*** Opening MATERIAL TO PROCESS ***

impl Dispatcher {
    pub fn new(config: NetstackConfig, dns: DnsResponder) -> Self {
        let (request_tx, request_rx) = unbounded();
        let (response_tx, response_rx) = unbounded();
        Self {
            config,
            table: Arc::new(Mutex::new(ConnectionTable::new())),
            dns,
            request_tx,
            request_rx: Some(request_rx),
            response_tx,
            response_rx,
        }
    }

    /// Spawns the HTTP worker thread and runs the pump loop on the calling
    /// thread until `pipe` returns a transport error. `pipe` is expected to
    /// already be in network mode (the vendor 922c/922d sequencing below is
    /// this call's responsibility, not the caller's).
    pub fn run(mut self, mut pipe: Box<dyn BulkPipe>, responder: Arc<HttpResponder>) -> zcommon::Result<()> {
        pipe.write(&[], PUMP_WRITE_TIMEOUT).ok();

        let request_rx = self.request_rx.take().expect("run() called once");
        let response_tx = self.response_tx.clone();
        let throttle = Arc::new(Mutex::new(ThrottleState::with_global_gap(self.config.global_large_response_gap)));
        std::thread::spawn(move || worker_loop(request_rx, response_tx, responder, throttle));

        let mut reassembler = FrameReassembler::new();
        let mut ipcp = IpcpResponder::new(IpcpConfig {
            device_ip: self.config.device_ip,
            host_ip: self.config.host_ip,
            dns_ip: self.config.dns_server_ip,
        });

        loop {
            match pipe.read(PUMP_READ_TIMEOUT) {
                Ok(chunk) if !chunk.is_empty() => {
                    for (body, protocol) in reassembler.feed(&chunk) {
                        self.handle_frame(&mut pipe, &mut ipcp, protocol, &body)?;
                    }
                }
                Ok(_) => {}
                Err(e) => {
                    warn!("usb read ended: {e}");
                    return Err(e);
                }
            }

            while let Ok(pending) = self.response_rx.try_recv() {
                self.send_response(&mut pipe, pending)?;
            }

            self.poll_retransmit_timeouts(&mut pipe)?;
        }
    }

    fn handle_frame(
        &self,
        pipe: &mut Box<dyn BulkPipe>,
        ipcp: &mut IpcpResponder,
        protocol: u16,
        body: &[u8],
    ) -> zcommon::Result<()> {
        match protocol {
            PROTO_LCP => {
                debug!("ignoring LCP packet ({} bytes); device never negotiates auth on this link", body.len());
            }
            PROTO_IPCP => {
                if let Some(reply) = ipcp.handle(body) {
                    self.send_ppp(pipe, PROTO_IPCP, &reply)?;
                }
            }
            PROTO_CCP => {
                if let Some(reply) = ccp::handle(body) {
                    self.send_ppp(pipe, PROTO_CCP, &reply)?;
                }
            }
            PROTO_IPV4 => self.handle_ipv4(pipe, body)?,
            other => debug!("unhandled PPP protocol 0x{other:04x}"),
        }
        Ok(())
    }

    fn handle_ipv4(&self, pipe: &mut Box<dyn BulkPipe>, packet: &[u8]) -> zcommon::Result<()> {
        let Some((header, payload)) = ipv4::parse(packet) else {
            warn!("malformed IPv4 packet, dropping");
            return Ok(());
        };
        match header.protocol {
            ipv4::PROTO_UDP => self.handle_udp(pipe, &header, payload),
            ipv4::PROTO_TCP => self.handle_tcp(pipe, &header, payload),
            other => {
                debug!("unhandled IPv4 protocol {other}");
                Ok(())
            }
        }
    }

    fn handle_udp(&self, pipe: &mut Box<dyn BulkPipe>, header: &Ipv4Header, payload: &[u8]) -> zcommon::Result<()> {
        let Some(datagram) = udp::parse(payload) else { return Ok(()) };
        if datagram.dst_port != DNS_PORT {
            return Ok(());
        }
        let Some(reply_body) = self.dns.respond_udp(&datagram.payload) else { return Ok(()) };
        let reply = udp::build(header.dst, header.src, DNS_PORT, datagram.src_port, &reply_body);
        let ip_header = Ipv4Header {
            src: header.dst,
            dst: header.src,
            protocol: ipv4::PROTO_UDP,
            total_length: (ipv4::HEADER_LEN + reply.len()) as u16,
            identification: 0,
        };
        let packet = ipv4::build(&ip_header, &reply);
        self.send_ppp(pipe, PROTO_IPV4, &packet)
    }

    fn handle_tcp(&self, pipe: &mut Box<dyn BulkPipe>, header: &Ipv4Header, payload: &[u8]) -> zcommon::Result<()> {
        let Some(segment) = tcp::segment::parse(payload) else { return Ok(()) };
        let key = ConnectionKey { peer_port: segment.src_port, local_port: segment.dst_port };
        let mut actions = Vec::new();
        let dst_port = segment.dst_port;
        let now = Instant::now();

        {
            let mut table = self.table.lock().unwrap();
            if segment.has(tcp::segment::FLAG_SYN) && !table.connections.contains_key(&key) {
                let (conn, action) = Connection::on_syn(segment.seq);
                table.connections.insert(key, TrackedConnection { conn, reply_src: header.dst, reply_dst: header.src });
                actions.push(action);
            } else if let Some(tracked) = table.connections.get_mut(&key) {
                if segment.has(tcp::segment::FLAG_SYN) {
                    if let Some(action) = tracked.conn.on_duplicate_syn(segment.seq) {
                        actions.push(action);
                    }
                } else {
                    actions.extend(tracked.conn.on_segment(segment.seq, segment.ack, segment.flags, segment.window, &segment.payload, now));
                }
            }
        }

        for action in actions {
            match action {
                ConnectionAction::SendSynAck { server_seq, ack } => {
                    self.send_tcp(pipe, header, dst_port, key.peer_port, server_seq, ack, tcp::segment::FLAG_SYN | tcp::segment::FLAG_ACK, &[])?;
                }
                ConnectionAction::SendAck { ack } => {
                    let seq = self.current_server_seq(&key);
                    self.send_tcp(pipe, header, dst_port, key.peer_port, seq, ack, tcp::segment::FLAG_ACK, &[])?;
                }
                ConnectionAction::SendFin { seq } => {
                    let ack = self.current_peer_seq(&key);
                    self.send_tcp(pipe, header, dst_port, key.peer_port, seq, ack, tcp::segment::FLAG_FIN | tcp::segment::FLAG_ACK, &[])?;
                }
                ConnectionAction::Destroy => {
                    self.table.lock().unwrap().connections.remove(&key);
                }
                ConnectionAction::DeliverToHttp(bytes) => {
                    if let Ok(request) = http::parse_request(&bytes) {
                        self.request_tx.send(PendingRequest { key, request }).ok();
                    }
                }
                ConnectionAction::FastRetransmit { start_seq } => {
                    self.retransmit(pipe, &key, start_seq)?;
                }
            }
        }
        Ok(())
    }

    fn current_server_seq(&self, key: &ConnectionKey) -> u32 {
        self.table.lock().unwrap().connections.get(key).map(|c| c.conn.server_seq).unwrap_or(0)
    }

    fn current_peer_seq(&self, key: &ConnectionKey) -> u32 {
        self.table.lock().unwrap().connections.get(key).map(|c| c.conn.peer_seq).unwrap_or(0)
    }

    /// Resends the payload a fast-retransmit or RTO timeout asked for, using
    /// the connection's fixed reply addresses rather than the packet that
    /// happened to trigger this call (there may not be one, for a timeout).
    fn retransmit(&self, pipe: &mut Box<dyn BulkPipe>, key: &ConnectionKey, start_seq: u32) -> zcommon::Result<()> {
        let found = {
            let mut table = self.table.lock().unwrap();
            table.connections.get_mut(key).map(|tracked| {
                let payload = tracked.conn.take_retransmit_payload(start_seq, Instant::now());
                (payload, tracked.reply_src, tracked.reply_dst, tracked.conn.peer_seq)
            })
        };
        let Some((Some(payload), reply_src, reply_dst, ack)) = found else { return Ok(()) };
        let header = Ipv4Header { src: reply_dst, dst: reply_src, protocol: ipv4::PROTO_TCP, total_length: 0, identification: 0 };
        debug!("retransmitting {} bytes from seq {start_seq}", payload.len());
        self.send_tcp(pipe, &header, key.local_port, key.peer_port, start_seq, ack, tcp::segment::FLAG_ACK | tcp::segment::FLAG_PSH, &payload)
    }

    /// Polled once per pump-loop tick: resends any connection's oldest
    /// segment once its RTO has elapsed without an ACK.
    fn poll_retransmit_timeouts(&self, pipe: &mut Box<dyn BulkPipe>) -> zcommon::Result<()> {
        let now = Instant::now();
        let due: Vec<(ConnectionKey, u32)> = {
            let mut table = self.table.lock().unwrap();
            table
                .connections
                .iter_mut()
                .filter_map(|(key, tracked)| match tracked.conn.poll_timeout(now) {
                    Some(ConnectionAction::FastRetransmit { start_seq }) => Some((*key, start_seq)),
                    _ => None,
                })
                .collect()
        };
        for (key, start_seq) in due {
            self.retransmit(pipe, &key, start_seq)?;
        }
        Ok(())
    }

    #[allow(clippy::too_many_arguments)]
    fn send_tcp(
        &self,
        pipe: &mut Box<dyn BulkPipe>,
        header: &Ipv4Header,
        src_port: u16,
        dst_port: u16,
        seq: u32,
        ack: u32,
        flags: u8,
        payload: &[u8],
    ) -> zcommon::Result<()> {
        let segment = crate::tcp::segment::build(
            header.dst,
            header.src,
            src_port,
            dst_port,
            seq,
            ack,
            flags,
            u16::MAX,
            payload,
        );
        let ip_header = Ipv4Header {
            src: header.dst,
            dst: header.src,
            protocol: ipv4::PROTO_TCP,
            total_length: (ipv4::HEADER_LEN + segment.len()) as u16,
            identification: 0,
        };
        let packet = ipv4::build(&ip_header, &segment);
        self.send_ppp(pipe, PROTO_IPV4, &packet)
    }

    fn send_ppp(&self, pipe: &mut Box<dyn BulkPipe>, protocol: u16, payload: &[u8]) -> zcommon::Result<()> {
        let frame = ppp::frame(payload, protocol);
        pipe.write(&frame, PUMP_WRITE_TIMEOUT)
    }

    fn send_response(&self, pipe: &mut Box<dyn BulkPipe>, pending: PendingResponse) -> zcommon::Result<()> {
        let reply_addrs = {
            let table = self.table.lock().unwrap();
            table.connections.get(&pending.key).filter(|t| t.conn.state == ConnectionState::Established).map(|t| (t.reply_src, t.reply_dst))
        };
        let Some((reply_src, reply_dst)) = reply_addrs else {
            warn!("dropping response for a connection that is no longer established");
            return Ok(());
        };
        let header = Ipv4Header { src: reply_dst, dst: reply_src, protocol: ipv4::PROTO_TCP, total_length: 0, identification: 0 };
        let bytes = pending.response.to_bytes();
        for chunk in bytes.chunks(tcp::MSS as usize) {
            let now = Instant::now();
            let (seq, ack) = {
                let mut table = self.table.lock().unwrap();
                let tracked = table.connections.get_mut(&pending.key).expect("checked established above");
                let seq = tracked.conn.server_seq;
                tracked.conn.server_seq = tracked.conn.server_seq.wrapping_add(chunk.len() as u32);
                tracked.conn.record_sent(seq, chunk.to_vec(), now);
                (seq, tracked.conn.peer_seq)
            };
            self.send_tcp(
                pipe,
                &header,
                pending.key.local_port,
                pending.key.peer_port,
                seq,
                ack,
                tcp::segment::FLAG_ACK | tcp::segment::FLAG_PSH,
                chunk,
            )?;
        }

        if !pending.response.keep_alive {
            let fin_action = {
                let mut table = self.table.lock().unwrap();
                table.connections.get_mut(&pending.key).and_then(|t| t.conn.initiate_close())
            };
            if let Some(ConnectionAction::SendFin { seq }) = fin_action {
                let ack = self.current_peer_seq(&pending.key);
                self.send_tcp(
                    pipe,
                    &header,
                    pending.key.local_port,
                    pending.key.peer_port,
                    seq,
                    ack,
                    tcp::segment::FLAG_FIN | tcp::segment::FLAG_ACK,
                    &[],
                )?;
            }
        }
        Ok(())
    }
}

*** Closing MATERIAL TO PROCESS ***

# [WHAT IS NEEDED]
Filter the records above down to the lines that hold the string "dropping".

# [WRITTEN RESPONSE]
            warn!("malformed IPv4 packet, dropping");
            warn!("dropping response for a connection that is no longer established");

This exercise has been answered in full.